▶ **Data for the task**:

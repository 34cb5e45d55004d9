use std::future::Future;
use std::task::{Context, Poll};

use fxhash::FxHashMap;
use futures::future::{AbortHandle, Abortable, LocalBoxFuture};
use futures::stream::{FuturesUnordered, StreamExt};
use futures::task::noop_waker_ref;
use futures::FutureExt;

use crate::tiles::source::{TileLoadError, TileLoadFuture, TilePayload};

/// A settled load, identified by the uid of the tile it was issued for
#[derive(Debug)]
pub struct LoadOutcome {
    pub uid: u64,
    pub result: Result<TilePayload, TileLoadError>,
}

/// In-flight tile loads.
///
/// Each load is wrapped in an [`Abortable`] so removing a tile cancels it
/// cooperatively. At most one load per tile uid is in flight; issuing another
/// aborts the previous one.
pub struct TileLoadQueue {
    in_flight: FuturesUnordered<LocalBoxFuture<'static, Option<LoadOutcome>>>,
    handles: FxHashMap<u64, AbortHandle>,
}

impl Default for TileLoadQueue {
    fn default() -> Self {
        Self::new()
    }
}

impl TileLoadQueue {
    pub fn new() -> Self {
        Self {
            in_flight: FuturesUnordered::new(),
            handles: FxHashMap::default(),
        }
    }

    /// Start a load. The future is polled once on the spot; a load that is
    /// already complete is returned instead of being queued.
    pub fn submit(
        &mut self,
        uid: u64,
        mut future: TileLoadFuture,
    ) -> Option<Result<TilePayload, TileLoadError>> {
        self.cancel(uid);

        let mut cx = Context::from_waker(noop_waker_ref());
        if let Poll::Ready(result) = future.as_mut().poll(&mut cx) {
            return Some(result);
        }

        let (handle, registration) = AbortHandle::new_pair();
        let load = Abortable::new(future, registration);
        self.in_flight.push(
            async move {
                load.await
                    .ok()
                    .map(|result| LoadOutcome { uid, result })
            }
            .boxed_local(),
        );
        self.handles.insert(uid, handle);
        None
    }

    /// Abort the pending load for `uid`. Returns whether one was pending.
    pub fn cancel(&mut self, uid: u64) -> bool {
        match self.handles.remove(&uid) {
            Some(handle) => {
                handle.abort();
                true
            }
            None => false,
        }
    }

    pub fn is_pending(&self, uid: u64) -> bool {
        self.handles.contains_key(&uid)
    }

    /// Number of loads still in flight
    pub fn len(&self) -> usize {
        self.handles.len()
    }

    pub fn is_empty(&self) -> bool {
        self.handles.is_empty()
    }

    /// Next settled load. Aborted loads are skipped. `Ready(None)` once
    /// nothing is in flight.
    pub fn poll_next(&mut self, cx: &mut Context<'_>) -> Poll<Option<LoadOutcome>> {
        loop {
            match self.in_flight.poll_next_unpin(cx) {
                Poll::Ready(Some(Some(outcome))) => {
                    self.handles.remove(&outcome.uid);
                    return Poll::Ready(Some(outcome));
                }
                Poll::Ready(Some(None)) => continue,
                Poll::Ready(None) => return Poll::Ready(None),
                Poll::Pending => return Poll::Pending,
            }
        }
    }
}

#[cfg(test)]
mod tests {
    use super::*;
    use futures::channel::oneshot;
    use futures::executor::block_on;
    use futures::future::{self, poll_fn};

    fn deferred() -> (oneshot::Sender<TilePayload>, TileLoadFuture) {
        let (tx, rx) = oneshot::channel::<TilePayload>();
        let fut = async move { rx.await.map_err(|_| TileLoadError::transient("dropped")) };
        (tx, fut.boxed_local())
    }

    #[test]
    fn test_ready_load_returns_immediately() {
        let mut queue = TileLoadQueue::new();
        let result = queue.submit(1, future::ready(Ok(TilePayload::new(vec![7]))).boxed_local());
        assert_eq!(result.unwrap().unwrap().data.as_slice(), &[7]);
        assert!(queue.is_empty());
    }

    #[test]
    fn test_pending_load_completes() {
        let mut queue = TileLoadQueue::new();
        let (tx, fut) = deferred();
        assert!(queue.submit(5, fut).is_none());
        assert!(queue.is_pending(5));

        tx.send(TilePayload::new(vec![1])).unwrap();
        let outcome = block_on(poll_fn(|cx| queue.poll_next(cx))).unwrap();
        assert_eq!(outcome.uid, 5);
        assert!(outcome.result.is_ok());
        assert!(queue.is_empty());
    }

    #[test]
    fn test_cancelled_load_is_skipped() {
        let mut queue = TileLoadQueue::new();
        let (tx, fut) = deferred();
        queue.submit(5, fut);
        assert!(queue.cancel(5));
        assert!(!queue.cancel(5));

        let _ = tx.send(TilePayload::default());
        assert!(block_on(poll_fn(|cx| queue.poll_next(cx))).is_none());
    }

    #[test]
    fn test_resubmit_aborts_previous() {
        let mut queue = TileLoadQueue::new();
        let (first_tx, first) = deferred();
        let (second_tx, second) = deferred();
        queue.submit(3, first);
        queue.submit(3, second);
        assert_eq!(queue.len(), 1);

        let _ = first_tx.send(TilePayload::new(vec![1]));
        second_tx.send(TilePayload::new(vec![2])).unwrap();
        let outcome = block_on(poll_fn(|cx| queue.poll_next(cx))).unwrap();
        assert_eq!(outcome.result.unwrap().data.as_slice(), &[2]);
        assert!(block_on(poll_fn(|cx| queue.poll_next(cx))).is_none());
    }
}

▶ **Work task**: Once you have read the entries, repeat them all exactly.

▶ **Solved exercise**:
repository 34cb5e45d55004d9
use std::future::Future;
use std::task::{Context, Poll};

use fxhash::FxHashMap;
use futures::future::{AbortHandle, Abortable, LocalBoxFuture};
use futures::stream::{FuturesUnordered, StreamExt};
use futures::task::noop_waker_ref;
use futures::FutureExt;

use crate::tiles::source::{TileLoadError, TileLoadFuture, TilePayload};

/// A settled load, identified by the uid of the tile it was issued for
#[derive(Debug)]
pub struct LoadOutcome {
    pub uid: u64,
    pub result: Result<TilePayload, TileLoadError>,
}

/// In-flight tile loads.
///
/// Each load is wrapped in an [`Abortable`] so removing a tile cancels it
/// cooperatively. At most one load per tile uid is in flight; issuing another
/// aborts the previous one.
pub struct TileLoadQueue {
    in_flight: FuturesUnordered<LocalBoxFuture<'static, Option<LoadOutcome>>>,
    handles: FxHashMap<u64, AbortHandle>,
}

impl Default for TileLoadQueue {
    fn default() -> Self {
        Self::new()
    }
}

impl TileLoadQueue {
    pub fn new() -> Self {
        Self {
            in_flight: FuturesUnordered::new(),
            handles: FxHashMap::default(),
        }
    }

    /// Start a load. The future is polled once on the spot; a load that is
    /// already complete is returned instead of being queued.
    pub fn submit(
        &mut self,
        uid: u64,
        mut future: TileLoadFuture,
    ) -> Option<Result<TilePayload, TileLoadError>> {
        self.cancel(uid);

        let mut cx = Context::from_waker(noop_waker_ref());
        if let Poll::Ready(result) = future.as_mut().poll(&mut cx) {
            return Some(result);
        }

        let (handle, registration) = AbortHandle::new_pair();
        let load = Abortable::new(future, registration);
        self.in_flight.push(
            async move {
                load.await
                    .ok()
                    .map(|result| LoadOutcome { uid, result })
            }
            .boxed_local(),
        );
        self.handles.insert(uid, handle);
        None
    }

    /// Abort the pending load for `uid`. Returns whether one was pending.
    pub fn cancel(&mut self, uid: u64) -> bool {
        match self.handles.remove(&uid) {
            Some(handle) => {
                handle.abort();
                true
            }
            None => false,
        }
    }

    pub fn is_pending(&self, uid: u64) -> bool {
        self.handles.contains_key(&uid)
    }

    /// Number of loads still in flight
    pub fn len(&self) -> usize {
        self.handles.len()
    }

    pub fn is_empty(&self) -> bool {
        self.handles.is_empty()
    }

    /// Next settled load. Aborted loads are skipped. `Ready(None)` once
    /// nothing is in flight.
    pub fn poll_next(&mut self, cx: &mut Context<'_>) -> Poll<Option<LoadOutcome>> {
        loop {
            match self.in_flight.poll_next_unpin(cx) {
                Poll::Ready(Some(Some(outcome))) => {
                    self.handles.remove(&outcome.uid);
                    return Poll::Ready(Some(outcome));
                }
                Poll::Ready(Some(None)) => continue,
                Poll::Ready(None) => return Poll::Ready(None),
                Poll::Pending => return Poll::Pending,
            }
        }
    }
}

#[cfg(test)]
mod tests {
    use super::*;
    use futures::channel::oneshot;
    use futures::executor::block_on;
    use futures::future::{self, poll_fn};

    fn deferred() -> (oneshot::Sender<TilePayload>, TileLoadFuture) {
        let (tx, rx) = oneshot::channel::<TilePayload>();
        let fut = async move { rx.await.map_err(|_| TileLoadError::transient("dropped")) };
        (tx, fut.boxed_local())
    }

    #[test]
    fn test_ready_load_returns_immediately() {
        let mut queue = TileLoadQueue::new();
        let result = queue.submit(1, future::ready(Ok(TilePayload::new(vec![7]))).boxed_local());
        assert_eq!(result.unwrap().unwrap().data.as_slice(), &[7]);
        assert!(queue.is_empty());
    }

    #[test]
    fn test_pending_load_completes() {
        let mut queue = TileLoadQueue::new();
        let (tx, fut) = deferred();
        assert!(queue.submit(5, fut).is_none());
        assert!(queue.is_pending(5));

        tx.send(TilePayload::new(vec![1])).unwrap();
        let outcome = block_on(poll_fn(|cx| queue.poll_next(cx))).unwrap();
        assert_eq!(outcome.uid, 5);
        assert!(outcome.result.is_ok());
        assert!(queue.is_empty());
    }

    #[test]
    fn test_cancelled_load_is_skipped() {
        let mut queue = TileLoadQueue::new();
        let (tx, fut) = deferred();
        queue.submit(5, fut);
        assert!(queue.cancel(5));
        assert!(!queue.cancel(5));

        let _ = tx.send(TilePayload::default());
        assert!(block_on(poll_fn(|cx| queue.poll_next(cx))).is_none());
    }

    #[test]
    fn test_resubmit_aborts_previous() {
        let mut queue = TileLoadQueue::new();
        let (first_tx, first) = deferred();
        let (second_tx, second) = deferred();
        queue.submit(3, first);
        queue.submit(3, second);
        assert_eq!(queue.len(), 1);

        let _ = first_tx.send(TilePayload::new(vec![1]));
        second_tx.send(TilePayload::new(vec![2])).unwrap();
        let outcome = block_on(poll_fn(|cx| queue.poll_next(cx))).unwrap();
        assert_eq!(outcome.result.unwrap().data.as_slice(), &[2]);
        assert!(block_on(poll_fn(|cx| queue.poll_next(cx))).is_none());
    }
}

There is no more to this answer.